• **WHAT NEEDS TO BE DONE**
Copying exactly, give the lines in the material below from the one with "Mixing and mastering\n\" to the one with "The fastest way", ends included, and nothing besides.

=== Begin Enclosure ===

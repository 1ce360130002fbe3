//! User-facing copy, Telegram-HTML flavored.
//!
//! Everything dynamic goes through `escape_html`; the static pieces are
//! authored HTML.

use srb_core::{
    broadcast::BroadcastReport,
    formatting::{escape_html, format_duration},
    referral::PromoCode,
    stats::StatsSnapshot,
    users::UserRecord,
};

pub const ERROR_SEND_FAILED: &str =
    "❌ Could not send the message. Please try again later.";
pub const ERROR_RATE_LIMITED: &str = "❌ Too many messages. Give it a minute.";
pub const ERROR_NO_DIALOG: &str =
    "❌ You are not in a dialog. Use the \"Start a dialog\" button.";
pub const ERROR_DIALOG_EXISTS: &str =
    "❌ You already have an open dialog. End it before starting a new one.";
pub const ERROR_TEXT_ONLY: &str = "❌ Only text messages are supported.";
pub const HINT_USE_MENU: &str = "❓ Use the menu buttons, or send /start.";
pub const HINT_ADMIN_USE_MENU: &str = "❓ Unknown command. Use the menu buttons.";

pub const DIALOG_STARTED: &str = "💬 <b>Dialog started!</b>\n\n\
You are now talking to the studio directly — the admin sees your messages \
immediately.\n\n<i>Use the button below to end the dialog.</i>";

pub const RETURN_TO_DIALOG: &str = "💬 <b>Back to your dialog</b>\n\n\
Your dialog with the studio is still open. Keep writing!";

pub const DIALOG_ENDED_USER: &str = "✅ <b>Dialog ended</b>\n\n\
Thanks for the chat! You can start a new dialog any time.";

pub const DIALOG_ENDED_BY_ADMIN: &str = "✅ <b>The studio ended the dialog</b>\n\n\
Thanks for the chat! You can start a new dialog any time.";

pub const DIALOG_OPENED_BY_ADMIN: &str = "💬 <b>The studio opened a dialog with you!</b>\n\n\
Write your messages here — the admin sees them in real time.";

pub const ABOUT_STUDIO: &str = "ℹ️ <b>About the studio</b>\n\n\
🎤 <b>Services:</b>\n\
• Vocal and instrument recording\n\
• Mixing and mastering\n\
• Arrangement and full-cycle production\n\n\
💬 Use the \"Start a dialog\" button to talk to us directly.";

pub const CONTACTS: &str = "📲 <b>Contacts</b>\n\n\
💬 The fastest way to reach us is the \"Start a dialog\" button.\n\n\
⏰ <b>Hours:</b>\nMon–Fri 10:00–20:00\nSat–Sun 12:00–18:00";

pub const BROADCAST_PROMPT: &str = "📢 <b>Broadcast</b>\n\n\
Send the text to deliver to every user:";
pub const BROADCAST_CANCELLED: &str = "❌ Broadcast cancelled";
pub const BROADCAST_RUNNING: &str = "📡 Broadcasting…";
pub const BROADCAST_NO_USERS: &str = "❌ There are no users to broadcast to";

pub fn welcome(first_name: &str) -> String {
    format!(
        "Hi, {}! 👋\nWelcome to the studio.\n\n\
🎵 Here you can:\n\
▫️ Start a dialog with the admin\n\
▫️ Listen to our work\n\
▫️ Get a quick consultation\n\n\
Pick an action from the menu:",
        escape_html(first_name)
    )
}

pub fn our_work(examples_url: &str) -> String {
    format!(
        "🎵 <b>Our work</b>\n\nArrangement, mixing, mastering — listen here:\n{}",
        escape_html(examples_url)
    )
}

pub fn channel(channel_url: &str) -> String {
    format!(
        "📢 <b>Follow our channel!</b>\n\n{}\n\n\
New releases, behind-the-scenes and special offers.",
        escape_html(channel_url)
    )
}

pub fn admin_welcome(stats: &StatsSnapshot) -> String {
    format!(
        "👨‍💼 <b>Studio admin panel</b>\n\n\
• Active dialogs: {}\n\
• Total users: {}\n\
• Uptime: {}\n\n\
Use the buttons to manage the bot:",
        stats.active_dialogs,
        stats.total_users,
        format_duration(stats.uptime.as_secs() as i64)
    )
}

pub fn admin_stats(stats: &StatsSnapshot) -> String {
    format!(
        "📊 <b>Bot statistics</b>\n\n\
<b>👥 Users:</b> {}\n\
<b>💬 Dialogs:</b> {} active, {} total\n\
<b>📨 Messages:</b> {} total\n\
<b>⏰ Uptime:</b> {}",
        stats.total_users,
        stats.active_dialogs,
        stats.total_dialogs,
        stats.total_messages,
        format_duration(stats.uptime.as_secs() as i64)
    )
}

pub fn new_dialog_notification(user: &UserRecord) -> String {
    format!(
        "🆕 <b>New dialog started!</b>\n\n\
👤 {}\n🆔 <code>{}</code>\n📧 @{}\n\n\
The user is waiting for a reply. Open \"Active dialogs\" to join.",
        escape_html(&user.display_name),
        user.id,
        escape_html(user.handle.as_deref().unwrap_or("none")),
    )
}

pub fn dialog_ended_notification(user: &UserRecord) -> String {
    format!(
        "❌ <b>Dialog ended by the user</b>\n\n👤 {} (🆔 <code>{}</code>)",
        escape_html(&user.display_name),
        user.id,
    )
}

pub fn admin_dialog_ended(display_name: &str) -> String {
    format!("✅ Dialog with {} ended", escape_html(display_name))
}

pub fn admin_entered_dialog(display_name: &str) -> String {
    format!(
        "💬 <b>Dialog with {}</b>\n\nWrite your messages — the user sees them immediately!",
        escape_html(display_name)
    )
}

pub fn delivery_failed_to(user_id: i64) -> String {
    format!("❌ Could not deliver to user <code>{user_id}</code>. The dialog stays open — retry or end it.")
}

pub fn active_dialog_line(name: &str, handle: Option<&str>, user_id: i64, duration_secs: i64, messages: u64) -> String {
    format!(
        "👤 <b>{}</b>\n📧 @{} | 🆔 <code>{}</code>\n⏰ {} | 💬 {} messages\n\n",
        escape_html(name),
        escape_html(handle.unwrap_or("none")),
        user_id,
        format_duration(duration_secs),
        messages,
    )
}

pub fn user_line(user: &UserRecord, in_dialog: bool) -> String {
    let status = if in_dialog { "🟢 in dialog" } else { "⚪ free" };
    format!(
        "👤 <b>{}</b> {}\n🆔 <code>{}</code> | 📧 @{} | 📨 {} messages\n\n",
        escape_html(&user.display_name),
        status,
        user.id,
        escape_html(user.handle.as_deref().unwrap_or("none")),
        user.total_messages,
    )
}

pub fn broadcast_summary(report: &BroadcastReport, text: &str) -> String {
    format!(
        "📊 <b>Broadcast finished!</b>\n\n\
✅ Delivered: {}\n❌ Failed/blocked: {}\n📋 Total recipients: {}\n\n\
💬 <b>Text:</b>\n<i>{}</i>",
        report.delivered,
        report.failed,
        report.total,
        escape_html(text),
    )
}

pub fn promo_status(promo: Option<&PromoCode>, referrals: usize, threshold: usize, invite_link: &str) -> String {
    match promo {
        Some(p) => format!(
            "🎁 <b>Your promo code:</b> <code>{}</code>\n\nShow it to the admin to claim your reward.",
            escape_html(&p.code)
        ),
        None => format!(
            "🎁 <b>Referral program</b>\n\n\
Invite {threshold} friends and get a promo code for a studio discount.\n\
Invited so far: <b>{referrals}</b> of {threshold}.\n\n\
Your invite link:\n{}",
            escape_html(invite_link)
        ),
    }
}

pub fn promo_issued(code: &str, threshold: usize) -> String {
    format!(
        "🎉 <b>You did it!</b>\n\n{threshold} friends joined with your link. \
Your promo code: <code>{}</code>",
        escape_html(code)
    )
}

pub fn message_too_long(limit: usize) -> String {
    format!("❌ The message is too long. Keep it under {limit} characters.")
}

=== End Enclosure ===

• **SOLUTION FOR THIS EXERCISE**
• Mixing and mastering\n\
• Arrangement and full-cycle production\n\n\
💬 Use the \"Start a dialog\" button to talk to us directly.";

pub const CONTACTS: &str = "📲 <b>Contacts</b>\n\n\
💬 The fastest way to reach us is the \"Start a dialog\" button.\n\n\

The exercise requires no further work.